// ---------------------------------------------------------------------------
// Read commands
// ---------------------------------------------------------------------------

#[test]
fn test_list_and_show() {
    let tmp = new_project();
    assert_eq!(run_gl_ok(tmp.path(), &["list"]).trim(), "no tasks");

    let phase = add(tmp.path(), &["Phase", "--type", "summary"]);
    let build = add(
        tmp.path(),
        &["Build", "--parent", &phase, "--start", "2025-03-03", "--end", "2025-03-07"],
    );

    let out = run_gl_ok(tmp.path(), &["list"]);
    let lines: Vec<&str> = out.lines().collect();
    assert_eq!(lines.len(), 2);
    assert!(lines[0].contains("Phase"));
    assert!(lines[1].starts_with("  "));
    assert!(lines[1].contains("Build  2025-03-03 → 2025-03-07 (5d)"));

    // ids may be abbreviated
    let out = run_gl_ok(tmp.path(), &["show", &build[..8]]);
    assert!(out.contains("Build"));
    assert!(out.contains("parent:"));

    let detail = run_gl_json(tmp.path(), &["show", &phase]);
    assert_eq!(detail["type"], "summary");
    assert_eq!(detail["startDate"], "2025-03-03");
    assert_eq!(detail["children"], serde_json::json!([build]));
}

#[test]
fn test_list_json_levels() {
    let tmp = new_project();
    let phase = add(tmp.path(), &["Phase", "--type", "summary"]);
    add(tmp.path(), &["Child", "--parent", &phase]);

    let rows = run_gl_json(tmp.path(), &["list"]);
    let rows = rows.as_array().unwrap();
    assert_eq!(rows.len(), 2);
    assert_eq!(rows[0]["level"], 0);
    assert_eq!(rows[1]["level"], 1);
    assert_eq!(rows[1]["parent"], phase.as_str());
}

#[test]
fn test_collapse_hides_children() {
    let tmp = new_project();
    let phase = add(tmp.path(), &["Phase", "--type", "summary"]);
    add(tmp.path(), &["Hidden child", "--parent", &phase]);

    let out = run_gl_ok(tmp.path(), &["collapse", &phase]);
    assert!(out.starts_with("collapsed"));
    assert!(!run_gl_ok(tmp.path(), &["list"]).contains("Hidden child"));
    assert!(run_gl_ok(tmp.path(), &["list", "--all"]).contains("Hidden child"));

    run_gl_ok(tmp.path(), &["collapse", &phase, "--open"]);
    assert!(run_gl_ok(tmp.path(), &["list"]).contains("Hidden child"));
    // view state is not undoable
    let history = run_gl_json(tmp.path(), &["history"]);
    assert_eq!(history["undo"].as_array().unwrap().len(), 2);
}

#[test]
fn test_show_not_found() {
    let tmp = new_project();
    let err = run_gl_err(tmp.path(), &["show", "nope"]);
    assert!(err.contains("task not found: nope"));
}

#[test]
fn test_check_reports_hand_edited_problems() {
    let tmp = new_project();
    let report = run_gl_json(tmp.path(), &["check"]);
    assert_eq!(report["valid"], true);

    fs::write(
        tmp.path().join("gantt.json"),
        r#"{
  "tasks": [
    { "id": "m", "name": "Gate", "type": "milestone", "startDate": "2025-01-01", "endDate": "2025-01-01", "order": 0 },
    { "id": "c", "name": "Under gate", "parent": "m", "order": 1 },
    { "id": "d", "name": "Lost", "parent": "gone", "order": 2 }
  ]
}"#,
    )
    .unwrap();

    let report = run_gl_json(tmp.path(), &["check"]);
    assert_eq!(report["valid"], false);
    let kinds: Vec<&str> = report["errors"]
        .as_array()
        .unwrap()
        .iter()
        .map(|e| e["type"].as_str().unwrap())
        .collect();
    assert!(kinds.contains(&"milestone_parent"));
    assert!(kinds.contains(&"dangling_parent"));

    let out = run_gl_ok(tmp.path(), &["check"]);
    assert!(out.contains("✗ chart has errors"));
}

━━━━━━━━━━━━━━━━━━━━━━━━━━━━━━

What you output must match the lines from the beginning of the material through the line with "let lines: Vec<&str>" exactly, both ends included.

// ---------------------------------------------------------------------------
// Read commands
// ---------------------------------------------------------------------------

#[test]
fn test_list_and_show() {
    let tmp = new_project();
    assert_eq!(run_gl_ok(tmp.path(), &["list"]).trim(), "no tasks");

    let phase = add(tmp.path(), &["Phase", "--type", "summary"]);
    let build = add(
        tmp.path(),
        &["Build", "--parent", &phase, "--start", "2025-03-03", "--end", "2025-03-07"],
    );

    let out = run_gl_ok(tmp.path(), &["list"]);
    let lines: Vec<&str> = out.lines().collect();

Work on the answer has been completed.